Waves are of course also important for both maritime activities and marine life. Waves can both give a resuspension of nutrients in shallow areas (the bottom sediment is stirred up and nutrients, as well as any hazardous substances, can get into the water mass), affect currents and have effects on beach areas (erosion and more). Waves and currents also transport nutrients, organisms and marine litter to the coasts of Sweden from other countries.
In addition to a climate indicator, the sea level is a prerequisite for life in the tidal zone and not at least for blue growth. The Swedish Meterological and Hydrological Institiute (SMHI) send out warnings at extreme water levels. High sea levels can have major effects on communities by leading to floods. Low sea levels can affect shipping that may be forced to take detours or go with less cargo.
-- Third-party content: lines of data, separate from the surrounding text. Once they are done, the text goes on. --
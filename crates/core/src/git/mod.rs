//! Git subrepos driven through the command-line client.

pub mod client;

pub use client::GitSubrepo;
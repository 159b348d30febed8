//! Locating subrepos relative to their parent.

use std::path::{Path, PathBuf};

use crate::errors::BackendError;

/// Non-owning description of the repository a subrepo is embedded in.
///
/// `default_path` / `default_push_path` are the parent's own absolute
/// pull / push locations; relative subrepo sources are joined onto them.
#[derive(Debug, Clone, PartialEq, Eq)]
pub struct ParentRef {
    pub root: PathBuf,
    /// Path of `root` as seen from the outermost repository ("" at the top).
    pub relpath: String,
    pub default_path: Option<String>,
    pub default_push_path: Option<String>,
}

impl ParentRef {
    /// The outermost repository.
    pub fn top(
        root: impl Into<PathBuf>,
        default_path: Option<String>,
        default_push_path: Option<String>,
    ) -> Self {
        Self {
            root: root.into(),
            relpath: String::new(),
            default_path,
            default_push_path,
        }
    }

    /// Working directory of the subrepo at `path`.
    pub fn join(&self, path: &str) -> PathBuf {
        self.root.join(path)
    }

    /// Path of the subrepo at `path` as seen from the outermost repository.
    pub fn relpath_of(&self, path: &str) -> String {
        if self.relpath.is_empty() {
            path.to_string()
        } else {
            format!("{}/{}", self.relpath, path)
        }
    }

    /// The handle a subrepo at `path` declared with `source` passes to its
    /// own nested subrepos.
    pub fn child(&self, path: &str, source: &str) -> ParentRef {
        ParentRef {
            root: self.join(path),
            relpath: self.relpath_of(path),
            default_path: abs_source(self, source, false),
            default_push_path: abs_source(self, source, true),
        }
    }
}

/// Absolute pull (or push) location of a subrepo declared with `source`.
///
/// Absolute paths and URLs are returned unchanged; anything else is joined
/// onto the parent's location. Returns `None` when the parent has none.
pub fn abs_source(parent: &ParentRef, source: &str, push: bool) -> Option<String> {
    if source.starts_with('/') || source.contains("://") {
        return Some(source.to_string());
    }
    let base = if push {
        parent
            .default_push_path
            .as_deref()
            .or(parent.default_path.as_deref())
    } else {
        parent.default_path.as_deref()
    }?;

    if base.contains("://") {
        let base = base.strip_suffix('/').unwrap_or(base);
        Some(normalize_url(&format!("{base}/{source}")))
    } else {
        Some(normpath(&format!("{base}/{source}")))
    }
}

/// Like [`abs_source`], failing with `NoDefaultPath` when nothing is found.
pub fn require_abs_source(
    parent: &ParentRef,
    source: &str,
    push: bool,
    relpath: &str,
) -> Result<String, BackendError> {
    abs_source(parent, source, push).ok_or_else(|| BackendError::NoDefaultPath(relpath.to_string()))
}

/// Normalize the path component of `scheme://host/path?query#fragment`.
fn normalize_url(url: &str) -> String {
    let Some((scheme, rest)) = url.split_once("://") else {
        return url.to_string();
    };
    let (netloc, tail) = match rest.find('/') {
        Some(i) => rest.split_at(i),
        None => return url.to_string(),
    };
    let path_end = tail.find(|c: char| c == '?' || c == '#').unwrap_or(tail.len());
    let (path, suffix) = tail.split_at(path_end);
    format!("{scheme}://{netloc}{}{suffix}", normpath(path))
}

/// Lexical POSIX path normalization: collapses `.`, `..` and repeated
/// separators without touching the filesystem.
pub fn normpath(path: &str) -> String {
    if path.is_empty() {
        return ".".to_string();
    }
    let absolute = path.starts_with('/');
    let mut parts: Vec<&str> = Vec::new();
    for comp in path.split('/') {
        match comp {
            "" | "." => {}
            ".." => match parts.last().copied() {
                Some(last) if last != ".." => {
                    parts.pop();
                }
                _ if absolute => {}
                _ => parts.push(".."),
            },
            other => parts.push(other),
        }
    }
    let joined = parts.join("/");
    match (absolute, joined.is_empty()) {
        (true, _) => format!("/{joined}"),
        (false, true) => ".".to_string(),
        (false, false) => joined,
    }
}

/// Reject subrepo paths that would escape the parent working directory or
/// reach into repository metadata.
pub fn audit_path(path: &str) -> Result<(), BackendError> {
    let unsafe_path = || BackendError::UnsafePath(path.to_string());
    if path.is_empty() || Path::new(path).is_absolute() || path.starts_with('/') {
        return Err(unsafe_path());
    }
    for comp in path.split(['/', '\\']) {
        match comp {
            "" | "." | ".." => return Err(unsafe_path()),
            c if c.eq_ignore_ascii_case(".git") || c.eq_ignore_ascii_case(".svn") => {
                return Err(unsafe_path())
            }
            _ => {}
        }
    }
    Ok(())
}
//! Terminal implementations of the core's prompt and diagnostics
//! collaborators.

use std::cell::RefCell;

use dialoguer::Select;
use indicatif::{ProgressBar, ProgressStyle};
use tracing::debug;

use subsync_core::ui::{choice_label, Diagnostics, Prompt};

use crate::style;

/// Asks the operator through a `dialoguer` selection list.
///
/// Escape or a terminal error counts as declining, which aborts the
/// running merge.
#[derive(Debug, Clone, Copy, Default)]
pub struct DialoguerPrompt;

impl Prompt for DialoguerPrompt {
    fn choose(&self, message: &str, choices: [&str; 2], default: usize) -> Option<usize> {
        let items = choices.map(choice_label);
        match Select::new()
            .with_prompt(message.trim())
            .items(&items)
            .default(default)
            .interact_opt()
        {
            Ok(choice) => choice,
            Err(e) => {
                debug!(error = %e, "prompt failed");
                None
            }
        }
    }
}

/// Prints status and warnings to stderr and renders progress as a bar.
pub struct CliDiagnostics {
    quiet: bool,
    verbose: bool,
    bar: RefCell<Option<(String, ProgressBar)>>,
}

impl CliDiagnostics {
    pub fn new(quiet: bool, verbose: bool) -> Self {
        Self {
            quiet,
            verbose,
            bar: RefCell::new(None),
        }
    }

    fn print(&self, message: &str) {
        let message = message.trim_end();
        match self.bar.borrow().as_ref() {
            Some((_, bar)) => bar.suspend(|| eprintln!("{message}")),
            None => eprintln!("{message}"),
        }
    }
}

impl Diagnostics for CliDiagnostics {
    fn status(&self, message: &str) {
        if !self.quiet {
            self.print(message);
        }
    }

    fn note(&self, message: &str) {
        if self.verbose {
            self.print(&style::dim(message.trim_end()));
        }
    }

    fn warn(&self, message: &str) {
        self.print(&style::warn(message.trim()));
    }

    fn debug(&self, message: &str) {
        debug!("{}", message.trim_end());
    }

    fn progress(&self, topic: &str, pos: Option<usize>, total: Option<usize>) {
        if self.quiet {
            return;
        }
        let mut slot = self.bar.borrow_mut();
        let Some(pos) = pos else {
            if let Some((_, bar)) = slot.take() {
                bar.finish_and_clear();
            }
            return;
        };
        if slot.as_ref().map_or(true, |(t, _)| t != topic) {
            if let Some((_, bar)) = slot.take() {
                bar.finish_and_clear();
            }
            let bar = match total {
                Some(total) => ProgressBar::new(total as u64),
                None => ProgressBar::new_spinner(),
            };
            if let Ok(style) = ProgressStyle::with_template("{msg} [{bar:30.cyan/blue}] {pos}/{len}") {
                bar.set_style(style.progress_chars("=> "));
            }
            bar.set_message(topic.to_string());
            *slot = Some((topic.to_string(), bar));
        }
        if let Some((_, bar)) = slot.as_ref() {
            bar.set_position(pos as u64);
        }
    }
}
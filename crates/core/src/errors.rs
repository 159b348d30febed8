//! Error types for the subsync core library.
//!
//! Each subsystem has its own error type derived with `thiserror`, and a
//! top-level [`CoreError`] enum unifies them all for callers that want a
//! single error type.

use thiserror::Error;

use crate::models::SubrepoKind;

// ---------------------------------------------------------------------------
// Top-level error
// ---------------------------------------------------------------------------

/// Unified error type for the entire core library.
#[derive(Debug, Error)]
pub enum CoreError {
    #[error(transparent)]
    State(#[from] StateError),

    #[error(transparent)]
    Backend(#[from] BackendError),

    #[error(transparent)]
    Reconcile(#[from] ReconcileError),

    #[error(transparent)]
    Config(#[from] ConfigError),
}

// ---------------------------------------------------------------------------
// State resolver errors
// ---------------------------------------------------------------------------

/// Errors from reading or writing the declared / recorded subrepo state.
#[derive(Debug, Error)]
pub enum StateError {
    /// A spec or state file line could not be parsed.
    #[error("{file}:{line}: {detail}")]
    MalformedSpec {
        file: String,
        line: usize,
        detail: String,
    },

    /// A spec file referenced by name is not part of the snapshot.
    #[error("subrepo spec file {0} not found")]
    MissingSpecFile(String),

    /// A remap rule pattern is not a valid regular expression.
    #[error("bad subrepository pattern '{pattern}': {detail}")]
    BadRemapPattern {
        pattern: String,
        detail: String,
    },

    /// Generic I/O wrapper.
    #[error("subrepo state I/O error: {0}")]
    Io(#[from] std::io::Error),
}

// ---------------------------------------------------------------------------
// Backend adapter errors
// ---------------------------------------------------------------------------

/// Errors from the native, svn and git subrepo backends.
#[derive(Debug, Error)]
pub enum BackendError {
    /// The recorded kind is not one of the known backends.
    #[error("unknown subrepo type {0}")]
    UnknownKind(String),

    /// A subrepo path escapes the parent working directory.
    #[error("path '{0}' is not inside the repository")]
    UnsafePath(String),

    /// Uncommitted changes would be lost by the requested operation.
    #[error("uncommitted changes in subrepo {path}")]
    DirtyWorkingCopy {
        path: String,
    },

    /// An external tool exited with an unexpected status.
    #[error("{kind} {} error {status}: {stderr}", .args.join(" "))]
    CommandFailed {
        kind: SubrepoKind,
        args: Vec<String>,
        status: i32,
        stderr: String,
    },

    /// The external tool binary was not found on `$PATH`.
    #[error("{0} binary not found")]
    BinaryNotFound(String),

    /// Tool output could not be parsed.
    #[error("unexpected {kind} output: {detail}")]
    UnexpectedOutput {
        kind: SubrepoKind,
        detail: String,
    },

    /// The operator declined to choose between diverging sources.
    #[error("merge aborted in subrepo {path}")]
    MergeAborted {
        path: String,
    },

    /// The requested revision is not available locally nor from any source.
    #[error("revision {revision} does not exist in subrepo {path}")]
    RevisionNotFound {
        path: String,
        revision: String,
    },

    /// No absolute pull/push location could be derived for a subrepo.
    #[error("default path for subrepository {0} not found")]
    NoDefaultPath(String),

    /// Changes inside svn externals cannot be committed.
    #[error("cannot commit svn externals in {0}")]
    ExternalsNotCommittable(String),

    /// A `git2` library error from the native backend.
    #[error("git2 error: {0}")]
    Git2(#[from] git2::Error),

    /// Nested state could not be resolved.
    #[error(transparent)]
    State(#[from] StateError),

    /// Generic I/O wrapper.
    #[error("subrepo I/O error: {0}")]
    Io(#[from] std::io::Error),
}

// ---------------------------------------------------------------------------
// Reconciliation errors
// ---------------------------------------------------------------------------

/// Errors that abort a reconciliation. No state is recorded when one occurs.
#[derive(Debug, Error)]
pub enum ReconcileError {
    /// A backend operation or prompt for one path failed.
    #[error("subrepository {path}: {source}")]
    Subrepo {
        path: String,
        #[source]
        source: BackendError,
    },

    /// Writing the merged state failed.
    #[error(transparent)]
    State(#[from] StateError),
}

impl ReconcileError {
    /// Wrap a backend failure with the path it happened on.
    pub fn at(path: &str, source: BackendError) -> Self {
        Self::Subrepo {
            path: path.to_string(),
            source,
        }
    }

    /// The path that failed, when the error is path specific.
    pub fn path(&self) -> Option<&str> {
        match self {
            Self::Subrepo { path, .. } => Some(path),
            Self::State(_) => None,
        }
    }
}

// ---------------------------------------------------------------------------
// Configuration errors
// ---------------------------------------------------------------------------

/// Errors from configuration loading and validation.
#[derive(Debug, Error)]
pub enum ConfigError {
    /// Config file not found.
    #[error("configuration file not found: {0}")]
    FileNotFound(String),

    /// TOML parse error.
    #[error("configuration parse error: {0}")]
    ParseError(String),

    /// A config value is invalid.
    #[error("invalid configuration value for '{field}': {detail}")]
    InvalidValue {
        field: String,
        detail: String,
    },

    /// Generic I/O error reading the config file.
    #[error("configuration I/O error: {0}")]
    IoError(#[from] std::io::Error),
}
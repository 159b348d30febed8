//! Subversion subrepos.

pub mod client;
pub mod parser;

pub use client::SvnSubrepo;
impl Git2Repository {
    /// Open an existing repository at `root`.
    pub fn open(root: &Path) -> Result<Self, BackendError> {
        debug!(path = %root.display(), "opening repository");
        let repo = Repository::open(root)?;
        Ok(Self {
            repo,
            root: root.to_path_buf(),
        })
    }

    /// Initialize a repository at `root`, recording `paths` as the `origin`
    /// remote.
    #[instrument(fields(path = %root.display()))]
    pub fn create(root: &Path, paths: &DefaultPaths) -> Result<Self, BackendError> {
        std::fs::create_dir_all(root)?;
        let repo = Repository::init(root)?;
        if let Some(pull) = &paths.pull {
            repo.remote("origin", pull)?;
            if let Some(push) = paths.push.as_ref().filter(|p| *p != pull) {
                repo.remote_set_pushurl("origin", Some(push))?;
            }
        }
        info!(default = ?paths.pull, default_push = ?paths.push, "created subrepo repository");
        Ok(Self {
            repo,
            root: root.to_path_buf(),
        })
    }

    /// Configured pull (or push) URL of `origin`.
    pub fn remote_url(&self, push: bool) -> Option<String> {
        let remote = self.repo.find_remote("origin").ok()?;
        let url = if push {
            remote.pushurl().or(remote.url())
        } else {
            remote.url()
        };
        url.map(str::to_string)
    }

    fn commit_tree(&self, revision: &str) -> Result<Option<Tree<'_>>, BackendError> {
        if revision.is_empty() {
            return Ok(None);
        }
        let commit = self.repo.revparse_single(revision)?.peel_to_commit()?;
        Ok(Some(commit.tree()?))
    }

    fn head_oid(&self) -> Result<Option<Oid>, BackendError> {
        match self.repo.head() {
            Ok(head) => Ok(Some(head.peel_to_commit()?.id())),
            Err(e) if e.code() == ErrorCode::UnbornBranch || e.code() == ErrorCode::NotFound => {
                Ok(None)
            }
            Err(e) => Err(e.into()),
        }
    }

    /// Point HEAD at `oid`, preferring a local branch that is already there.
    fn move_head(&self, oid: Oid) -> Result<(), BackendError> {
        let current = self
            .repo
            .head()
            .ok()
            .filter(|h| h.is_branch() && h.target() == Some(oid))
            .and_then(|h| h.name().map(str::to_string));
        if let Some(name) = current {
            return Ok(self.repo.set_head(&name)?);
        }
        for branch in self.repo.branches(Some(BranchType::Local))? {
            let (branch, _) = branch?;
            let reference = branch.get();
            if reference.target() == Some(oid) {
                if let Some(name) = reference.name() {
                    return Ok(self.repo.set_head(name)?);
                }
            }
        }
        Ok(self.repo.set_head_detached(oid)?)
    }

    fn checkout(&self, revision: &str, builder: &mut CheckoutBuilder<'_>) -> Result<(), BackendError> {
        let object = self.repo.revparse_single(revision)?;
        let commit = object.peel_to_commit()?;
        self.repo.checkout_tree(commit.as_object(), Some(builder))?;
        self.move_head(commit.id())
    }

    /// Empty the working copy and leave HEAD on an unborn branch.
    fn checkout_null(&self) -> Result<(), BackendError> {
        let mut index = self.repo.index()?;
        for entry in index.iter() {
            let rel = String::from_utf8_lossy(&entry.path).into_owned();
            match std::fs::remove_file(self.root.join(&rel)) {
                Ok(()) => {}
                Err(e) if e.kind() == ErrorKind::NotFound => {}
                Err(e) => return Err(e.into()),
            }
        }
        index.clear()?;
        index.write()?;
        self.repo.set_head(NULL_BRANCH)?;
        Ok(())
    }

    fn signature(
        &self,
        user: Option<&str>,
        date: Option<DateTime<FixedOffset>>,
    ) -> Result<Signature<'static>, BackendError> {
        let (name, email) = match user {
            Some(user) => split_user(user),
            None => match self.repo.signature() {
                Ok(sig) => (
                    sig.name().unwrap_or("subsync").to_string(),
                    sig.email().unwrap_or("").to_string(),
                ),
                Err(_) => ("subsync".to_string(), String::new()),
            },
        };
        let sig = match date {
            Some(date) => Signature::new(
                &name,
                &email,
                &Time::new(date.timestamp(), date.offset().local_minus_utc() / 60),
            )?,
            None => Signature::now(&name, &email)?,
        };
        Ok(sig)
    }

    fn diff_between(&self, from: &str, to: Option<&str>) -> Result<git2::Diff<'_>, BackendError> {
        let old = self.commit_tree(from)?;
        let diff = match to {
            Some(to) => {
                let new = self.commit_tree(to)?;
                self.repo
                    .diff_tree_to_tree(old.as_ref(), new.as_ref(), None)?
            }
            None => self
                .repo
                .diff_tree_to_workdir_with_index(old.as_ref(), None)?,
        };
        Ok(diff)
    }
}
Another example is nuclear power plants whose cooling can potentially be affected.
The Swedish measurements of currents began in the early 1880s with measurements from lightships. Data on currents, however, are available from earliest 1945, but the first regular observations started in 1978 when currents began to be measured from lighthouses. Since then, the measurements have developed.
Wave measurements by SMHI started in 1978.
The serie of measurements of seawater levels in Stockholm is the longest in the world. The measurements started as early as 1774 at Slussen in Stockholm. In 1889, a mareograph was built on Skeppsholmen, which is still active.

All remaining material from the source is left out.